Beijing warns Chinese sister not to leave, blogs of future legal action if she doesn’t return

Most of the online publicity dedicated to Wang Yafan, China’s best female tennis player, had been negative since the country’s tennis official cancelled an international tournament in April to honor the 20-year-old, The Associated Press reported.

The country’s sports administration cited security concerns related to her brother’s activities as the reason. Wang was last seen Sunday when he left a restaurant near Shenzhen, in China’s southern Guangdong province.

A video on Chinese social media sites was quickly posted, accompanied by the caption: “Wang Yafan cannot return. From the police.” Wang was wearing a fur coat in the first frame of the video.

Wang’s sister, Yuyan, confirmed her sister has never been involved in alcohol abuse or bad behavior, and that no one can confirm the authenticity of the videos.

In the past, Wang has posted images on social media sites of herself at work or on a shopping trip with her sister, often with what appears to be Yuyan. Authorities, who have identified Wang as Wang Yafan by her surname, asked the family to destroy their computers and smartphones. They also threatened to charge family members who publicize Wang’s whereabouts with violating the law.

Taiwanese software developer/entrepreneur Jiang Hao, who posted the video, told the AP that he and a friend visited Wang in Shanghai one day last week and he signed a contract with a bank to receive 15 percent of the proceeds from buying and selling tickets to a World Tennis Championship tournament scheduled for April in Hangzhou, in China’s eastern Zhejiang province. The tournament was cancelled at the last minute.

Wang’s sister went to Hangzhou. Since then, neither her nor Wang has been seen.

“She spent two nights in Hangzhou and wasn’t very worried and told me that she was okay, but we are not sure whether she has returned,” Jiang told the AP.

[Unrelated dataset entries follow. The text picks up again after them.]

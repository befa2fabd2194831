use std::collections::VecDeque;
use std::sync::Mutex;
use std::sync::atomic::{AtomicUsize, Ordering};
use std::time::Duration;

use async_trait::async_trait;

use super::{Engine, EngineExecution};
use crate::error::EngineError;
use crate::request::TransformationRequest;

/// A scripted engine for tests. Returns pre-defined outcomes in order.
pub struct MockEngine {
    outcomes: Mutex<VecDeque<Result<EngineExecution, EngineError>>>,
    calls: AtomicUsize,
}

impl MockEngine {
    pub fn new(outcomes: Vec<Result<EngineExecution, EngineError>>) -> Self {
        Self {
            outcomes: Mutex::new(outcomes.into()),
            calls: AtomicUsize::new(0),
        }
    }

    /// How many times `invoke` was called.
    pub fn calls(&self) -> usize {
        self.calls.load(Ordering::SeqCst)
    }
}

#[async_trait]
impl Engine for MockEngine {
    async fn invoke(
        &self,
        _request: &TransformationRequest,
        _timeout: Duration,
    ) -> Result<EngineExecution, EngineError> {
        let i = self.calls.fetch_add(1, Ordering::SeqCst);
        let next = self
            .outcomes
            .lock()
            .map_err(|_| EngineError::io("MockEngine", std::io::Error::other("poisoned")))?
            .pop_front();
        next.unwrap_or_else(|| {
            Err(EngineError::io(
                "MockEngine",
                std::io::Error::other(format!("no more outcomes (called {} times)", i + 1)),
            ))
        })
    }
}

Jiang said that he, his friend, a salesman, and a technician went to Shenzhen on Tuesday. They searched for Wang on the internet, found her hotel and her car, and waited for her at the airport. They arrived back in Shenzhen on Wednesday and Jiang called his friend to check whether she was in Hangzhou. The friend said that, no, Wang wasn’t there.

Jiang explained that his friend was Wang’s customer representative for China National Chengdu National Stadium, and was planning to enter Wang into an international development competition hosted by her employer next week.

Jiang said he tried to get hold of Wang at her hotel room to ask whether she was fine and whether she was heading to Hangzhou, but couldn’t reach her. “She has a faint voice,” Jiang said.

Jiang said that his friend told him that she had been contacted by someone who claimed to be with the police, and warned her not to leave. Jiang didn’t say who contacted her.

Police in Shenzhen declined to comment. They’ve reached out to Jiang’s friend in the meantime, but haven’t confirmed their existence or if Wang actually exists. The pair are scheduled to go to the police station Thursday to put a brief statement before video-sharing websites that have covered the story, Jiang said.

Fox News’ Kris Tolentino and The Associated Press contributed to this report.